Monday, July 20, 2015

James Dunn and Nixon's Southern Strategy

  This is a work in progress. Hope to give it final sheen in a couple months but enjoy the ride and pardon the typos for the time being.

        I watched the Memorial service for James Dunn online Saturday. I was not in the inner circles of the Baptist movement of the last 30 years but knew many people in the room, including the deceased, his successor and the chief eulogizer. And I knew Dubnn's mentor Stewart A Newman who got a grand brief notice in Adeelle Banks RNS story on Dunn.

     There have been a spate of books about Richard Nixon in the last several months. The Atlantic Mag had a magnificent review of about three of them and concluded Nixon's Southern Strategy was one of his darker legacies. If I understand Emory's Joe Crespino, it is still being played out in the underbelly of the Tea Party. And Robert Wuthnow accentuates that point in his book Rough Country, about how Texas Baptist fundamentalism morphed into today's tea party.

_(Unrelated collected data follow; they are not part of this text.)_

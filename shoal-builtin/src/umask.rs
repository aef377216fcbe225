// This file is part of shoal, an interactive POSIX-style shell.
// Copyright (C) 2026 the shoal developers
//
// This program is free software: you can redistribute it and/or modify
// it under the terms of the GNU General Public License as published by
// the Free Software Foundation, either version 3 of the License, or
// (at your option) any later version.
//
// This program is distributed in the hope that it will be useful,
// but WITHOUT ANY WARRANTY; without even the implied warranty of
// MERCHANTABILITY or FITNESS FOR A PARTICULAR PURPOSE.  See the
// GNU General Public License for more details.
//
// You should have received a copy of the GNU General Public License
// along with this program.  If not, see <https://www.gnu.org/licenses/>.

//! The `umask` built-in

use crate::common::{builtin_error, output};
use shoal_env::builtin::Result;
use shoal_env::semantics::{ExitStatus, Field};
use shoal_env::system::Mode;
use shoal_env::system::System;
use shoal_env::Env;

pub fn main(env: &mut Env, args: Vec<Field>) -> Result {
    match args.first() {
        None => {
            let current = env.system.umask(Mode::empty());
            env.system.umask(current);
            output(env, &format!("{:04o}\n", current.bits()))
        }
        Some(arg) => match u32::from_str_radix(&arg.value, 8) {
            Ok(bits) if bits <= 0o777 => {
                env.system.umask(Mode::from_bits_truncate(bits as _));
                Result::new(ExitStatus::SUCCESS)
            }
            _ => builtin_error(env, "umask", format_args!("`{}` is not a valid mask", arg.value)),
        },
    }
}
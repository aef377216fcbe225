// This file is part of shoal, an interactive POSIX-style shell.
// Copyright (C) 2026 the shoal developers
//
// This program is free software: you can redistribute it and/or modify
// it under the terms of the GNU General Public License as published by
// the Free Software Foundation, either version 3 of the License, or
// (at your option) any later version.
//
// This program is distributed in the hope that it will be useful,
// but WITHOUT ANY WARRANTY; without even the implied warranty of
// MERCHANTABILITY or FITNESS FOR A PARTICULAR PURPOSE.  See the
// GNU General Public License for more details.
//
// You should have received a copy of the GNU General Public License
// along with this program.  If not, see <https://www.gnu.org/licenses/>.

//! Syntax parser for the shell language
//!
//! The parser is a recursive-descent consumer of the token stream produced
//! by the [lexer](lex). Parsing is synchronous: when the input ends inside
//! an open construct, the parse fails with an [`Error`] whose
//! [`needs_more_input`](Error::needs_more_input) returns true, and the
//! caller re-parses after extending the buffer.
//!
//! The entry point for whole command lines is
//! [`Parser::command_line`](Parser::command_line), which also reads pending
//! here-document contents when it consumes a newline.

pub mod lex;

mod case;
mod command;
mod compound_command;
mod core;
mod double_bracket;
mod error;
mod for_loop;
mod from_str;
mod function;
mod grouping;
mod r#if;
mod list;
mod pipeline;
mod redir;
mod simple_command;
mod while_loop;

pub use self::core::{Config, Parser, Rec, Result};
pub use self::error::{Error, ErrorCause, SyntaxError};
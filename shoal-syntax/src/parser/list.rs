// This file is part of shoal, an interactive POSIX-style shell.
// Copyright (C) 2026 the shoal developers
//
// This program is free software: you can redistribute it and/or modify
// it under the terms of the GNU General Public License as published by
// the Free Software Foundation, either version 3 of the License, or
// (at your option) any later version.
//
// This program is distributed in the hope that it will be useful,
// but WITHOUT ANY WARRANTY; without even the implied warranty of
// MERCHANTABILITY or FITNESS FOR A PARTICULAR PURPOSE.  See the
// GNU General Public License for more details.
//
// You should have received a copy of the GNU General Public License
// along with this program.  If not, see <https://www.gnu.org/licenses/>.

//! Syntax parser for lists and and-or lists

use super::core::{Parser, Rec, Result};
use super::error::{Error, SyntaxError};
use super::lex::Operator::{And, AndAnd, BarBar, Newline, Semicolon};
use super::lex::TokenId::{EndOfInput, Operator};
use crate::syntax::{AndOr, AndOrList, Item, List};

impl Parser<'_> {
    /// Consumes newline tokens, reading pending here-document contents
    /// after each.
    pub fn skip_newlines(&mut self) -> Result<()> {
        while self.peek_token()?.id == Operator(Newline) {
            self.take_token_raw()?;
            self.here_doc_contents()?;
        }
        Ok(())
    }

    /// Parses an and-or list: pipelines joined by `&&` and `||`.
    ///
    /// Returns `Ok(Rec::Parsed(None))` if the current token cannot start a
    /// pipeline.
    pub fn and_or_list(&mut self) -> Result<Rec<Option<AndOrList>>> {
        let first = match self.pipeline()? {
            Rec::AliasSubstituted => return Ok(Rec::AliasSubstituted),
            Rec::Parsed(None) => return Ok(Rec::Parsed(None)),
            Rec::Parsed(Some(pipeline)) => pipeline,
        };

        let mut rest = Vec::new();
        loop {
            let op = match self.peek_token()?.id {
                Operator(AndAnd) => AndOr::AndThen,
                Operator(BarBar) => AndOr::OrElse,
                _ => break,
            };
            self.take_token_raw()?;
            self.skip_newlines()?;

            let maybe_pipeline = loop {
                match self.pipeline()? {
                    Rec::AliasSubstituted => continue,
                    Rec::Parsed(maybe_pipeline) => break maybe_pipeline,
                }
            };
            let Some(pipeline) = maybe_pipeline else {
                let location = self.peek_token()?.word.location.clone();
                return Err(Error {
                    cause: SyntaxError::MissingPipeline(op).into(),
                    location,
                });
            };
            rest.push((op, pipeline));
        }

        Ok(Rec::Parsed(Some(AndOrList { first, rest })))
    }

    /// Parses a list: and-or lists separated by `;` and `&`.
    ///
    /// The list ends before a newline or any token that cannot start an
    /// and-or list.
    pub fn list(&mut self) -> Result<Rec<List>> {
        let mut items = Vec::new();
        loop {
            let maybe_and_or = match self.and_or_list()? {
                Rec::AliasSubstituted => {
                    if items.is_empty() {
                        return Ok(Rec::AliasSubstituted);
                    }
                    continue;
                }
                Rec::Parsed(maybe_and_or) => maybe_and_or,
            };
            let Some(and_or) = maybe_and_or else { break };

            let (async_flag, done) = match self.peek_token()? {
                token if token.id == Operator(Semicolon) => (None, false),
                token if token.id == Operator(And) => {
                    (Some(token.word.location.clone()), false)
                }
                _ => (None, true),
            };
            if !done {
                self.take_token_raw()?;
            }
            items.push(Item { and_or, async_flag });
            if done {
                break;
            }
        }
        Ok(Rec::Parsed(List(items)))
    }

    /// Parses an optional compound list: lists separated by newlines,
    /// ending at a token that cannot continue the list.
    ///
    /// This is the production used for the bodies of compound commands and
    /// for the content of command substitutions. The result may be empty.
    pub fn maybe_compound_list(&mut self) -> Result<List> {
        let mut items = Vec::new();
        loop {
            self.skip_newlines()?;
            let list = loop {
                match self.list()? {
                    Rec::AliasSubstituted => continue,
                    Rec::Parsed(list) => break list,
                }
            };
            items.extend(list.0);
            if self.peek_token()?.id != Operator(Newline) {
                break;
            }
        }
        Ok(List(items))
    }

    /// Parses a single command line for the read-eval loop.
    ///
    /// A command line is a list terminated by a newline or the end of
    /// input. `Ok(None)` means the end of input was reached without any
    /// command. An empty line yields `Ok(Some(empty list))`.
    pub fn command_line(&mut self) -> Result<Option<List>> {
        let list = loop {
            match self.list()? {
                Rec::AliasSubstituted => continue,
                Rec::Parsed(list) => break list,
            }
        };

        let token = self.peek_token()?;
        match token.id {
            Operator(Newline) => {
                self.take_token_raw()?;
                self.here_doc_contents()?;
                Ok(Some(list))
            }
            EndOfInput => {
                self.ensure_no_unread_here_doc()?;
                if self.lexer().input_ended_with_line_continuation() {
                    let location = self.lexer().location();
                    return Err(Error {
                        cause: SyntaxError::IncompleteEscape.into(),
                        location,
                    });
                }
                if list.0.is_empty() {
                    Ok(None)
                } else {
                    Ok(Some(list))
                }
            }
            _ => {
                let cause = if list.0.is_empty() {
                    SyntaxError::InvalidCommandToken
                } else {
                    SyntaxError::RedundantToken
                };
                Err(Error {
                    cause: cause.into(),
                    location: token.word.location.clone(),
                })
            }
        }
    }
}

#[cfg(test)]
mod tests {
    use super::*;
    use crate::parser::lex::Lexer;
    use crate::source::Source;
    use assert_matches::assert_matches;

    fn parse_line(code: &str) -> Result<Option<List>> {
        let mut lexer = Lexer::from_memory(code, Source::Unknown);
        let mut parser = Parser::new(&mut lexer);
        parser.command_line()
    }

    #[test]
    fn single_command() {
        let list = parse_line("echo hello\n").unwrap().unwrap();
        assert_eq!(list.to_string(), "echo hello");
    }

    #[test]
    fn sequential_commands() {
        let list = parse_line("a; b ;c\n").unwrap().unwrap();
        assert_eq!(list.to_string(), "a; b; c");
    }

    #[test]
    fn asynchronous_command() {
        let list = parse_line("sleep 1& echo done\n").unwrap().unwrap();
        assert!(list.0[0].async_flag.is_some());
        assert!(list.0[1].async_flag.is_none());
        assert_eq!(list.to_string(), "sleep 1& echo done");
    }

    #[test]
    fn and_or_chains() {
        let list = parse_line("a && b || c\n").unwrap().unwrap();
        let and_or = &list.0[0].and_or;
        assert_eq!(and_or.rest.len(), 2);
        assert_eq!(and_or.rest[0].0, AndOr::AndThen);
        assert_eq!(and_or.rest[1].0, AndOr::OrElse);
    }

    #[test]
    fn newline_allowed_after_and_and() {
        let list = parse_line("a &&\n\nb\n").unwrap().unwrap();
        assert_eq!(list.to_string(), "a && b");
    }

    #[test]
    fn missing_pipeline_after_and_and() {
        let error = parse_line("a && \n").unwrap_err();
        assert_matches!(
            error.cause,
            crate::parser::ErrorCause::Syntax(SyntaxError::MissingPipeline(AndOr::AndThen))
        );
    }

    #[test]
    fn empty_line() {
        let list = parse_line("\n").unwrap().unwrap();
        assert_eq!(list.0, []);
    }

    #[test]
    fn end_of_input() {
        assert_eq!(parse_line("").unwrap(), None);
    }

    #[test]
    fn command_without_trailing_newline() {
        let list = parse_line("echo hi").unwrap().unwrap();
        assert_eq!(list.to_string(), "echo hi");
    }

    #[test]
    fn trailing_backslash_requests_more_input() {
        let error = parse_line("echo \\\n").unwrap_err();
        assert!(error.needs_more_input());
    }

    #[test]
    fn redundant_token() {
        let error = parse_line("echo hi )\n").unwrap_err();
        assert_matches!(
            error.cause,
            crate::parser::ErrorCause::Syntax(SyntaxError::RedundantToken)
        );
        assert!(!error.needs_more_input());
    }
}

     In the 50s until now, Dunn and his great friend Bill Moyers saw it coming and wrestled with it the last thirty years of their lives. I'm looking forward to Moyers tribute lecture to Dunn next fall at Wake Forest.

      James Dunn and Jimmy Allen worked in Texas to help elect Jimmy Carter as President. My friend Randall Balmer has placed the Baptist aspect of the forces that came to defeat Carter in great context.

    What interest me most is the core group, the inside folks at the head of the fundamentalist  crusade to takeover the Southern Baptist Convention. If you look closely at Paul Pressler, Jesse Helms, and the Bircher Albert Lee Smith of Birmingham Alabama, you woill find the worst that longtime Duyke Chaplain Willimon has come close to demonizing in his recent review of Harper Lee's Go Set a Watchman.

Albert Mohler recently said Billy Graham was key shadowy figure in the SBC Takeover. Randall Balmer hints as at much in in Carter bio. Grant Wacker gives Graham a pass, but over the weekend James Merritt's son Jonathan says intellectually chllaneged or not, Franklin Graham is doing some insidious work, harimng the Gopsel in his exclusivism. There are questions for an upcoming event at FBC Spartanburg SC featuring Todd Starnes, a fundamentalist fiend in the worst mold of Pressler and Helms.
There was an episode I had with my friend James Dunn at Furman in the early 90s, suggesting Nixon's southern strategist Harry Dent come up the Furman Pastors school for a conversation. Dunn was outraged and I kinda understand why, now. Between Molly Worthen and Wuthnow and Crespino and Bill Moyers la few conversations yet to be had.

I realize this rough draft is scattershot, but folks who witnessed can easily connect the dots.